What is it
The hand surgery team also includes the figure of the psychologist.
Clinical experience has highlighted the relevance of experiences in relation to a traumatic event that affects a body district so important in daily life in terms of independence and social impact.
Psychological counselling is aimed at patients affected by both traumas and children with congenital malformation.
The intense emotions experienced by patients and their relatives are decisive factors for the possibility of following the therapeutic protocol and thus obtaining optimal results.
In most situations, the trauma that affects the hand is a sudden event that interrupts the normal course of life of the individual.
The normal emotions experienced by people are anger, sadness, anxiety for a difficult situation and sometimes for the uncertainty of the results. The desire is always to bring the situation back as it was before the traumatic event, however, this is not always possible.
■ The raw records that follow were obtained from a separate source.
//! HTTP surface: dashboard WebSocket upgrade, the history query API, a
//! liveness probe, and the ambient `/metrics` counters endpoint.

use std::sync::Arc;
use std::time::Duration;

use axum::extract::{Query, State, WebSocketUpgrade};
use axum::http::StatusCode;
use axum::response::IntoResponse;
use axum::routing::get;
use axum::{Json, Router};
use serde::{Deserialize, Serialize};
use tower::ServiceBuilder;
use tower_http::cors::{Any, CorsLayer};
use tower_http::trace::TraceLayer;

use crate::hub::Hub;
use crate::metrics::Metrics;
use crate::state::StateStore;

#[derive(Clone)]
pub struct ApiState {
    pub store: Arc<StateStore>,
    pub hub: Arc<Hub>,
    pub metrics: Arc<Metrics>,
}

pub fn router(state: ApiState) -> Router {
    let history_cors = CorsLayer::new()
        .allow_origin(Any)
        .allow_methods([axum::http::Method::GET, axum::http::Method::OPTIONS]);

    Router::new()
        .route("/ws", get(ws_handler))
        .route("/api/history", get(history_handler).layer(history_cors))
        .route("/healthz", get(healthz))
        .route("/metrics", get(metrics_handler))
        .with_state(state)
        .layer(ServiceBuilder::new().layer(TraceLayer::new_for_http()))
}

async fn ws_handler(State(state): State<ApiState>, ws: WebSocketUpgrade) -> impl IntoResponse {
    ws.on_upgrade(move |socket| async move {
        state.hub.register(socket);
    })
}

async fn healthz() -> StatusCode {
    StatusCode::OK
}

#[derive(Deserialize)]
struct HistoryQuery {
    device: Option<String>,
    iface: Option<String>,
    minutes: Option<i64>,
}

#[derive(Serialize)]
struct HistoryResponse {
    device: String,
    iface: String,
    minutes: i64,
    samples: Vec<crate::model::Sample>,
}

async fn history_handler(
    State(state): State<ApiState>,
    Query(q): Query<HistoryQuery>,
) -> axum::response::Response {
    if !state.store.history_enabled() {
        return (StatusCode::NOT_FOUND, "history disabled").into_response();
    }

    let (Some(device), Some(iface)) = (q.device, q.iface) else {
        return (StatusCode::BAD_REQUEST, "device and iface are required").into_response();
    };

    let minutes = q.minutes.filter(|m| *m > 0).unwrap_or(5);
    match state
        .store
        .fetch_history(&device, &iface, Duration::from_secs((minutes as u64) * 60))
    {
        Ok(samples) => Json(HistoryResponse {
            device,
            iface,
            minutes,
            samples,
        })
        .into_response(),
        Err(e) => (StatusCode::INTERNAL_SERVER_ERROR, e.to_string()).into_response(),
    }
}

async fn metrics_handler(State(state): State<ApiState>) -> impl IntoResponse {
    Json(state.metrics.snapshot(
        state.hub.dropped_count(),
        state.store.history_dropped_count(),
        state.store.device_count(),
        state.hub.client_count(),
    ))
}
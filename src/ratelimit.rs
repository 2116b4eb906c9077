//! Fixed-window per-key admission control, keyed by device id.

use std::time::{Duration, Instant};

use dashmap::DashMap;

struct Bucket {
    count: u32,
    window_start: Instant,
}

/// A fixed-window rate limiter. `limit <= 0` disables it entirely — every
/// `allow` call returns `true` without touching the bucket map.
pub struct RateLimiter {
    limit: u32,
    window: Duration,
    buckets: DashMap<String, Bucket>,
}

impl RateLimiter {
    pub fn new(limit: i64, window: Duration) -> Self {
        Self {
            limit: limit.max(0) as u32,
            window,
            buckets: DashMap::new(),
        }
    }

    pub fn disabled(window: Duration) -> Self {
        Self::new(0, window)
    }

    /// Admits one more call under `key` at instant `now`. Resets the
    /// window if it has elapsed, then increments and compares.
    pub fn allow(&self, key: &str, now: Instant) -> bool {
        if self.limit == 0 {
            return true;
        }
        let mut entry = self
            .buckets
            .entry(key.to_string())
            .or_insert_with(|| Bucket {
                count: 0,
                window_start: now,
            });
        if now.duration_since(entry.window_start) >= self.window {
            entry.window_start = now;
            entry.count = 0;
        }
        entry.count += 1;
        entry.count <= self.limit
    }
}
For the patient, then, the difficult task of accepting a new situation arises, which sometimes has repercussions on autonomy, the role of work, social and affective life.
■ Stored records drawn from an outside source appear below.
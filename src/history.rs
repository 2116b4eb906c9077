//! Bounded, TTL-evicted persisted history of samples, keyed by
//! `(device, iface, ts)`.
//!
//! Backed by `sled`, an embedded KV store in the same family as the
//! reference implementation's embedded store. `sled` has no native
//! per-key TTL, so each value carries its own expiry and a periodic
//! sweep (§4.8) removes entries past it; `fetch` also filters any entry
//! that slipped past its expiry between sweeps, so the TTL contract
//! holds even mid-scan.

use std::time::Duration;

use serde::{Deserialize, Serialize};
use tracing::{error, info, warn};

use crate::model::Sample;

#[derive(thiserror::Error, Debug)]
pub enum HistoryError {
    #[error("opening history store: {0}")]
    Open(#[source] sled::Error),
    #[error("history store io: {0}")]
    Io(#[source] sled::Error),
    #[error("history disabled")]
    Disabled,
    #[error("corrupt history record: {0}")]
    Corrupt(#[source] serde_json::Error),
}

fn now_ms() -> u64 {
    chrono::Utc::now().timestamp_millis().max(0) as u64
}

fn key(device: &str, iface: &str, ts: i64) -> Vec<u8> {
    format!("{device}|{iface}|{ts:020}").into_bytes()
}

#[derive(Serialize, Deserialize)]
struct StoredSample {
    sample: Sample,
    expire_at_ms: u64,
}

/// Contract implemented by both the real and no-op backends.
pub trait HistoryStore: Send + Sync {
    fn store_sample(&self, device: &str, iface: &str, sample: Sample) -> Result<(), HistoryError>;
    fn fetch_samples(
        &self,
        device: &str,
        iface: &str,
        since: Duration,
    ) -> Result<Vec<Sample>, HistoryError>;
    fn enabled(&self) -> bool;
    fn close(&self);
}

/// Used when `--history-dir` is empty: accepts writes silently, refuses
/// reads, matching the original's `noopHistory`.
pub struct NoopHistory;

impl HistoryStore for NoopHistory {
    fn store_sample(&self, _device: &str, _iface: &str, _sample: Sample) -> Result<(), HistoryError> {
        Ok(())
    }
    fn fetch_samples(
        &self,
        _device: &str,
        _iface: &str,
        _since: Duration,
    ) -> Result<Vec<Sample>, HistoryError> {
        Err(HistoryError::Disabled)
    }
    fn enabled(&self) -> bool {
        false
    }
    fn close(&self) {}
}

pub struct SledHistory {
    db: sled::Db,
    ttl: Duration,
}

impl SledHistory {
    pub fn open(dir: &str, ttl: Duration) -> Result<Self, HistoryError> {
        let db = sled::open(dir).map_err(HistoryError::Open)?;
        Ok(Self { db, ttl })
    }

    /// Removes entries past their expiry. Intended to run on an interval
    /// from a dedicated background task, the same shape as the
    /// rate-limiter/dedup eviction sweeps elsewhere in this stack.
    pub fn sweep_expired(&self) {
        let now = now_ms();
        let mut removed = 0usize;
        let mut stale_keys = Vec::new();
        for item in self.db.iter() {
            let Ok((k, v)) = item else { continue };
            match serde_json::from_slice::<StoredSample>(&v) {
                Ok(stored) if stored.expire_at_ms < now => stale_keys.push(k),
                Ok(_) => {}
                Err(_) => stale_keys.push(k),
            }
        }
        for k in &stale_keys {
            if self.db.remove(k).is_ok() {
                removed += 1;
            }
        }
        if removed > 0 {
            info!(removed, "history_eviction");
        }
    }
}

impl HistoryStore for SledHistory {
    fn store_sample(&self, device: &str, iface: &str, sample: Sample) -> Result<(), HistoryError> {
        let stored = StoredSample {
            sample,
            expire_at_ms: now_ms() + self.ttl.as_millis() as u64,
        };
        let bytes = serde_json::to_vec(&stored).map_err(HistoryError::Corrupt)?;
        self.db
            .insert(key(device, iface, sample.ts), bytes)
            .map_err(HistoryError::Io)?;
        Ok(())
    }

    fn fetch_samples(
        &self,
        device: &str,
        iface: &str,
        since: Duration,
    ) -> Result<Vec<Sample>, HistoryError> {
        let now = now_ms();
        let cutoff = now.saturating_sub(since.as_millis() as u64) as i64;
        let prefix = format!("{device}|{iface}|");
        let mut out = Vec::new();
        for item in self.db.scan_prefix(prefix.as_bytes()) {
            let (_, v) = item.map_err(HistoryError::Io)?;
            let stored: StoredSample = match serde_json::from_slice(&v) {
                Ok(s) => s,
                Err(_) => continue,
            };
            if stored.expire_at_ms < now {
                continue;
            }
            if stored.sample.ts < cutoff {
                continue;
            }
            out.push(stored.sample);
        }
        Ok(out)
    }

    fn enabled(&self) -> bool {
        true
    }

    fn close(&self) {
        if let Err(e) = self.db.flush() {
            error!(error = %e, "history_close_flush_failed");
        }
    }
}

/// Opens the configured history backend. Empty `dir` disables history.
pub fn open(dir: &str, ttl: Duration) -> Result<Box<dyn HistoryStore>, HistoryError> {
    if dir.trim().is_empty() {
        return Ok(Box::new(NoopHistory));
    }
    let store = SledHistory::open(dir, ttl)?;
    Ok(Box::new(store))
}

/// Background sweeper for a [`SledHistory`]-backed store; no-op forever
/// if history is disabled (the noop backend never schedules this).
pub async fn run_eviction_sweeper(store: std::sync::Arc<SledHistory>, interval: Duration) {
    let mut ticker = tokio::time::interval(interval);
    loop {
        ticker.tick().await;
        store.sweep_expired();
    }
}

pub fn log_store_failure(device: &str, iface: &str, err: &HistoryError) {
    warn!(device, iface, error = %err, "history_store_failed");
}

#[cfg(test)]
mod tests {
    use super::*;

    fn sample(ts: i64) -> Sample {
        Sample {
            ts,
            rx: 1.0,
            tx: 2.0,
            drops: 0,
            q: 0,
            lat: 0.1,
            seq: 1,
        }
    }

    #[test]
    fn noop_store_accepts_but_refuses_fetch() {
        let h = NoopHistory;
        assert!(!h.enabled());
        assert!(h.store_sample("d", "eth0", sample(1)).is_ok());
        assert!(matches!(
            h.fetch_samples("d", "eth0", Duration::from_secs(60)),
            Err(HistoryError::Disabled)
        ));
    }

    #[test]
    fn sled_store_roundtrips_within_window() {
        let dir = tempdir();
        let h = SledHistory::open(dir.to_str().unwrap(), Duration::from_secs(300)).unwrap();
        assert!(h.enabled());
        h.store_sample("sw-01", "eth0", sample(1_700_000_000_000)).unwrap();
        let got = h.fetch_samples("sw-01", "eth0", Duration::from_secs(3600)).unwrap();
        assert_eq!(got.len(), 1);
        assert_eq!(got[0].seq, 1);
        std::fs::remove_dir_all(dir).ok();
    }

    #[test]
    fn sled_store_is_keyed_by_device_iface_prefix() {
        let dir = tempdir();
        let h = SledHistory::open(dir.to_str().unwrap(), Duration::from_secs(300)).unwrap();
        h.store_sample("sw-01", "eth0", sample(1)).unwrap();
        h.store_sample("sw-01", "eth1", sample(2)).unwrap();
        h.store_sample("sw-02", "eth0", sample(3)).unwrap();
        let got = h.fetch_samples("sw-01", "eth0", Duration::from_secs(3600)).unwrap();
        assert_eq!(got.len(), 1);
        assert_eq!(got[0].ts, 1);
        std::fs::remove_dir_all(dir).ok();
    }

    #[test]
    fn sweep_removes_expired_entries() {
        let dir = tempdir();
        let h = SledHistory::open(dir.to_str().unwrap(), Duration::from_millis(0)).unwrap();
        h.store_sample("sw-01", "eth0", sample(1)).unwrap();
        std::thread::sleep(Duration::from_millis(5));
        h.sweep_expired();
        let got = h.fetch_samples("sw-01", "eth0", Duration::from_secs(3600)).unwrap();
        assert!(got.is_empty());
        std::fs::remove_dir_all(dir).ok();
    }

    fn tempdir() -> std::path::PathBuf {
        use rand::Rng;
        let suffix: u64 = rand::thread_rng().gen();
        let mut p = std::env::temp_dir();
        p.push(format!("linkpulse-history-test-{}-{:x}", std::process::id(), suffix));
        p
    }
}
//! 1 Hz health evaluator: reclassifies every interface/device on each
//! tick and pushes the resulting snapshot through the same fan-out path
//! ingest uses.

use std::sync::Arc;
use std::time::{Duration, Instant};

use tracing::debug;

use crate::state::StateStore;

pub async fn run(store: Arc<StateStore>, hub: Arc<crate::hub::Hub>) {
    let mut ticker = tokio::time::interval(Duration::from_secs(1));
    loop {
        ticker.tick().await;
        let snap = store.evaluate_statuses(Instant::now());
        debug!(devices = snap.devices.len(), "detector_tick");
        hub.broadcast_state(snap);
    }
}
The psychologist accompanies patients in this path through periodic interviews and research strategies suitable for the individual. In the event of congenital malformation of the hand, the newborn’s host family is faced with an unexpected and painful situation.
In most situations, prenatal diagnosis is not yet possible and parents become aware of the problem at birth. From the first moments of a child’s life, therefore, it is important to move in the direction of giving the child all the possibilities to improve his condition and to be able to make the best use of his hand.
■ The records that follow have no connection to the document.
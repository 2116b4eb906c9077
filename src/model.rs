//! Wire message and sample types shared across the ingest, state, and
//! snapshot layers.

use serde::{Deserialize, Serialize};

/// One measurement reading for one interface at one instant.
///
/// Immutable once built — `State::ingest` constructs a fresh `Sample` per
/// accepted message and never mutates one in place.
#[derive(Clone, Copy, Debug, PartialEq, Serialize, Deserialize)]
pub struct Sample {
    pub ts: i64,
    pub rx: f64,
    pub tx: f64,
    pub drops: u32,
    pub q: i32,
    pub lat: f64,
    pub seq: u64,
}

/// What arrives on the wire: one JSON object per UDP datagram.
#[derive(Clone, Debug, PartialEq, Serialize, Deserialize)]
pub struct Message {
    pub device_id: String,
    pub iface: String,
    pub ts_unix_ms: i64,
    pub rx_bps: f64,
    pub tx_bps: f64,
    pub drops: u32,
    pub queue_depth: i32,
    pub latency_ms: f64,
    pub seq: u64,
    #[serde(default, skip_serializing_if = "Option::is_none")]
    pub sig: Option<String>,
}

impl Message {
    pub fn to_sample(&self) -> Sample {
        Sample {
            ts: self.ts_unix_ms,
            rx: self.rx_bps,
            tx: self.tx_bps,
            drops: self.drops,
            q: self.queue_depth,
            lat: self.latency_ms,
            seq: self.seq,
        }
    }
}

/// Health classification for an interface or device.
#[derive(Clone, Copy, Debug, PartialEq, Eq, Serialize, Deserialize)]
#[serde(rename_all = "UPPERCASE")]
pub enum Status {
    Ok,
    Alert,
    Offline,
}

impl Status {
    pub fn as_str(&self) -> &'static str {
        match self {
            Status::Ok => "OK",
            Status::Alert => "ALERT",
            Status::Offline => "OFFLINE",
        }
    }
}

impl std::fmt::Display for Status {
    fn fmt(&self, f: &mut std::fmt::Formatter<'_>) -> std::fmt::Result {
        f.write_str(self.as_str())
    }
}

#[cfg(test)]
mod tests {
    use super::*;

    #[test]
    fn message_decodes_without_sig() {
        let raw = r#"{"device_id":"sw-01","iface":"eth0","ts_unix_ms":1700000000000,
            "rx_bps":1e8,"tx_bps":8e7,"drops":0,"queue_depth":3,"latency_ms":0.5,"seq":1}"#;
        let m: Message = serde_json::from_str(raw).unwrap();
        assert_eq!(m.device_id, "sw-01");
        assert!(m.sig.is_none());
    }

    #[test]
    fn message_decodes_with_sig() {
        let raw = r#"{"device_id":"sw-01","iface":"eth0","ts_unix_ms":1,
            "rx_bps":1.0,"tx_bps":1.0,"drops":0,"queue_depth":0,"latency_ms":0.0,"seq":1,
            "sig":"deadbeef"}"#;
        let m: Message = serde_json::from_str(raw).unwrap();
        assert_eq!(m.sig.as_deref(), Some("deadbeef"));
    }

    #[test]
    fn status_renders_uppercase() {
        assert_eq!(Status::Ok.as_str(), "OK");
        assert_eq!(Status::Alert.to_string(), "ALERT");
        assert_eq!(Status::Offline.as_str(), "OFFLINE");
    }
}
Parents have to decide what to do: rely on a team, choose whether to proceed surgically (sometimes even with several surgical procedures), follow the physiotherapy protocol indicated. All tasks are emotionally and physically demanding.
It is therefore important to have a professional space in which parents are welcomed the emotions they experience in relation to the child, the malformed hand and the perspectives proposed by the care team.
To do this, the psychologist meets the family in interviews that follow the visits with the surgeon and, involving both parents and the child, offers a less markedly medical space in which to raise doubts, perplexity, questions and emotions.